By Michael Banks
All eyes will be on Stockholm next week as the 2013 Nobel Prize for Physics is announced. One of the frontrunners for the prize in the minds of the Royal Swedish Academy of Sciences will surely be the discovery last year of the Higgs boson at CERN’s Large Hadron Collider (LHC).
But the LHC story is far from over and in the latest Physics World focus issue on “big science” find out how the LHC will hunt for new particles beyond the Higgs boson once the collider restarts in 2015 following an 18-month repair and upgrade programme at the Geneva-based lab.

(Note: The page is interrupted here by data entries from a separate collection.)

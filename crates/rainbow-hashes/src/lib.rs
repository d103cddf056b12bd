//! Built-in hash functions and the dynamic plug-in loader.

pub mod dynamic;
pub mod md5;
pub mod wikihash;

use std::sync::Arc;

use rainbow_core::HashRegistry;

pub use dynamic::{load_plugins, PluginEvent};
pub use md5::{Md5Hash, MD5_DIGEST_LEN};
pub use wikihash::{wikihash, WikiHash, WIKIHASH_DIGEST_LEN};

/// Register the static tier: `wikihash` and `md5`, in that order, so a
/// dynamic plug-in can never shadow either under the same name.
pub fn register_builtins(registry: &mut HashRegistry) {
    registry.register("wikihash", Arc::new(WikiHash));
    registry.register("md5", Arc::new(Md5Hash));
}

/// A registry populated with the static tier only (no filesystem scan).
#[must_use]
pub fn builtin_registry() -> HashRegistry {
    let mut registry = HashRegistry::new();
    register_builtins(&mut registry);
    registry
}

All full members of the Institute of Physics will receive a print edition of the focus issue along with their copy of the October issue of Physics World, but everyone can access a free digital edition. The focus issue also looks at how particle physicists are already thinking about what could come after the LHC, with bold plans for a 80–100 km proton–proton collider. There are even plans for a collider based on lasers, with an international team looking at creating an array of “fibre lasers” to be used as a future “Higgs factory”.
Yet big science is not just limited to the ground; as Jean-Jacques Dordain, director-general of the European Space Agency, explains, the agency is planning a suite of missions in the coming decade that will keep scientists busy for the years to come.
Here’s a rundown of what’s in the focus issue on big science.
• Can the ICAN do it? – An international team of researchers is looking to build a new kind of laser by combining the beams from hundreds of “fibre lasers”, as Daniel Clery finds out
• Through a crystal, darkly – Physicists are developing techniques to grow half a tonne of calcium tungstate, 1 kg at a time, for use in dark-matter experiments, as Edwin Cartlidge reports
• Upgrading the world’s biggest collider – Steve Myers, director of accelerators and technology at CERN, explains how engineers will get the LHC ready for 13 TeV collisions in 2015
• A circular vision for high-energy physics – Michael Banks looks at plans to build a new 80–100 km tunnel that would house a machine to study in the Higgs boson in great detail as well as a 100 TeV proton collider
• ESA looks to the future – Jean-Jacques Dordain, director-general of the European Space Agency, describes how it is looking to bolster the number of “big science” space probes by increasing international collaboration.